- **TASK ITEM**: Can you print every record below exactly as written?

(Records contained in a dataset)
____

use crate::error::{ExportError, Result};
use crate::models::{CatalogPage, Entity, Labeled, Product};

/// Decodes a raw catalog body. Every field path the extractor reads is
/// validated here in a single pass.
pub fn parse_catalog(body: &str) -> Result<CatalogPage> {
    Ok(serde_json::from_str(body)?)
}

/// Extracts the product at `index` from a decoded page.
pub fn extract_product(page: &CatalogPage, index: usize) -> Result<Product> {
    let entity = page.entities.get(index).ok_or_else(|| ExportError::Index {
        index,
        available: page.entities.len(),
    })?;
    product_from_entity(entity)
}

/// Extracts every product on the page, in entity order.
pub fn extract_products(page: &CatalogPage) -> Result<Vec<Product>> {
    (0..page.entities.len())
        .map(|index| extract_product(page, index))
        .collect()
}

fn product_from_entity(entity: &Entity) -> Result<Product> {
    Ok(Product {
        id: entity.id,
        name: entity.attributes.name.values.label.clone(),
        brand: entity.attributes.brand.values.label.clone(),
        price: entity.price_range.min.with_tax,
        colors: extract_colors(entity)?,
    })
}

/// Primary color first, then the colors of in-stock siblings in array order.
/// Sold-out siblings are dropped without a placeholder.
fn extract_colors(entity: &Entity) -> Result<Vec<String>> {
    let mut colors = vec![join_labels(&entity.attributes.color_detail.values)];

    let Some(siblings) = &entity.advanced_attributes.siblings else {
        return Ok(colors);
    };

    let group = siblings.values.first().ok_or_else(|| ExportError::Schema {
        detail: "advancedAttributes.siblings.values is empty".into(),
    })?;
    let variants = group.field_set.first().ok_or_else(|| ExportError::Schema {
        detail: "advancedAttributes.siblings fieldSet is empty".into(),
    })?;

    for sibling in variants {
        if sibling.is_sold_out {
            continue;
        }
        colors.push(join_labels(&sibling.color_detail));
    }

    Ok(colors)
}

fn join_labels(values: &[Labeled]) -> String {
    values
        .iter()
        .map(|value| value.label.as_str())
        .collect::<Vec<_>>()
        .join("/")
}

____

- **RESULT OF THE EXERCISE**:
use crate::error::{ExportError, Result};
use crate::models::{CatalogPage, Entity, Labeled, Product};

/// Decodes a raw catalog body. Every field path the extractor reads is
/// validated here in a single pass.
pub fn parse_catalog(body: &str) -> Result<CatalogPage> {
    Ok(serde_json::from_str(body)?)
}

/// Extracts the product at `index` from a decoded page.
pub fn extract_product(page: &CatalogPage, index: usize) -> Result<Product> {
    let entity = page.entities.get(index).ok_or_else(|| ExportError::Index {
        index,
        available: page.entities.len(),
    })?;
    product_from_entity(entity)
}

/// Extracts every product on the page, in entity order.
pub fn extract_products(page: &CatalogPage) -> Result<Vec<Product>> {
    (0..page.entities.len())
        .map(|index| extract_product(page, index))
        .collect()
}

fn product_from_entity(entity: &Entity) -> Result<Product> {
    Ok(Product {
        id: entity.id,
        name: entity.attributes.name.values.label.clone(),
        brand: entity.attributes.brand.values.label.clone(),
        price: entity.price_range.min.with_tax,
        colors: extract_colors(entity)?,
    })
}

/// Primary color first, then the colors of in-stock siblings in array order.
/// Sold-out siblings are dropped without a placeholder.
fn extract_colors(entity: &Entity) -> Result<Vec<String>> {
    let mut colors = vec![join_labels(&entity.attributes.color_detail.values)];

    let Some(siblings) = &entity.advanced_attributes.siblings else {
        return Ok(colors);
    };

    let group = siblings.values.first().ok_or_else(|| ExportError::Schema {
        detail: "advancedAttributes.siblings.values is empty".into(),
    })?;
    let variants = group.field_set.first().ok_or_else(|| ExportError::Schema {
        detail: "advancedAttributes.siblings fieldSet is empty".into(),
    })?;

    for sibling in variants {
        if sibling.is_sold_out {
            continue;
        }
        colors.push(join_labels(&sibling.color_detail));
    }

    Ok(colors)
}

fn join_labels(values: &[Labeled]) -> String {
    values
        .iter()
        .map(|value| value.label.as_str())
        .collect::<Vec<_>>()
        .join("/")
}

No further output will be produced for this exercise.